Jorge Emiliano era un hombre afable y educado. En su etapa laboral trabajó como ujier en el Ministerio de Agricultura y era una excepción en la proverbial desidia de los funcionarios y siempre se prestaba a solucionar cualquier contratiempo que pudiera surgir a los ciudadanos que visitaban su departamento ministerial.
Cuando le llegó su bien ganada jubilación, además de recibir un reloj que costearon sus compañeros, siguió manteniendo esa loable actitud que también era muy apreciada en su entorno social y familiar.
Hay que decir que se le solía ver a menudo con su bolsa de plástico, que recicla como se aconseja, dando un paseo camino de la panadería y deteniéndose con vecinos y conocidos para interesarse por la salud y el bienestar de todos. A mi me gustaba encontrarme con él porque siempre se acordaba de lo de mi operación de la rodilla y me preguntaba por mi nieta pequeña a la que conoció el día de su bautizo.
Y digo que me gustaba, porque últimamente Jorge Emiliano ha cambiado una barbaridad. Ahora ya no se para con nadie y si lo hace es para dar un respingo y soltar una especie de gruñido a modo de saludo.
El otro día me encontré en el ascensor con su mujer y me contó el motivo de su increíble cambio de carácter.
Parece ser que la culpa era del teléfono. Esta mañana me he encontrado con él y me lo ha contado. Me dice que él no tiene móvil, que tiene el teléfono fijo encima de una mesita en el salón y que cuando suena tiene que levantarse del sillón para cogerlo, pero como recibe pocas llamadas, incluso le viene bien para hacer algo de ejercicio. Pero con la moda de las campañas de telemarketing, de un tiempo a esta parte no para de recibir llamadas, generalmente a la hora de comer o de la siesta. Después de contestar a seis ofertas de cambio de compañía telefónica, cinco de seguros de hogar, ocho de suministro de botellas de agua y dos de consultas de revisión de su audición, a las que empezó contestando con su habitual cordialidad, pero que terminó desquiciado cuando sus interlocutores seguían insistiendo en la bondad de su oferta sin escuchar sus reiteradas negativas.
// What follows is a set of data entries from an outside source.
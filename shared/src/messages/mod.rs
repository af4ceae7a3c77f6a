// © 2022-2024 Jacob Riddle (ElementalAlchemist)
//
// This Source Code Form is subject to the terms of the Mozilla Public
// License, v. 2.0. If a copy of the MPL was not distributed with this
// file, You can obtain one at https://mozilla.org/MPL/2.0/.

pub mod form;
pub mod user_register;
Pero lo que colmó su paciencia fue la llamada de Iñigo Errejon invitándole al mitin de cierre de campaña.
Desde ese día, solo con sonar el timbre del teléfono ya empieza a soltar improperios, ante el susto de su mujer que asegura no reconocerle desde entonces, y lo peor fue cuando le soltó la retahíla de insultos a su amigo Wenceslao, que desde entonces ha decidido no volver a llamarle nunca más.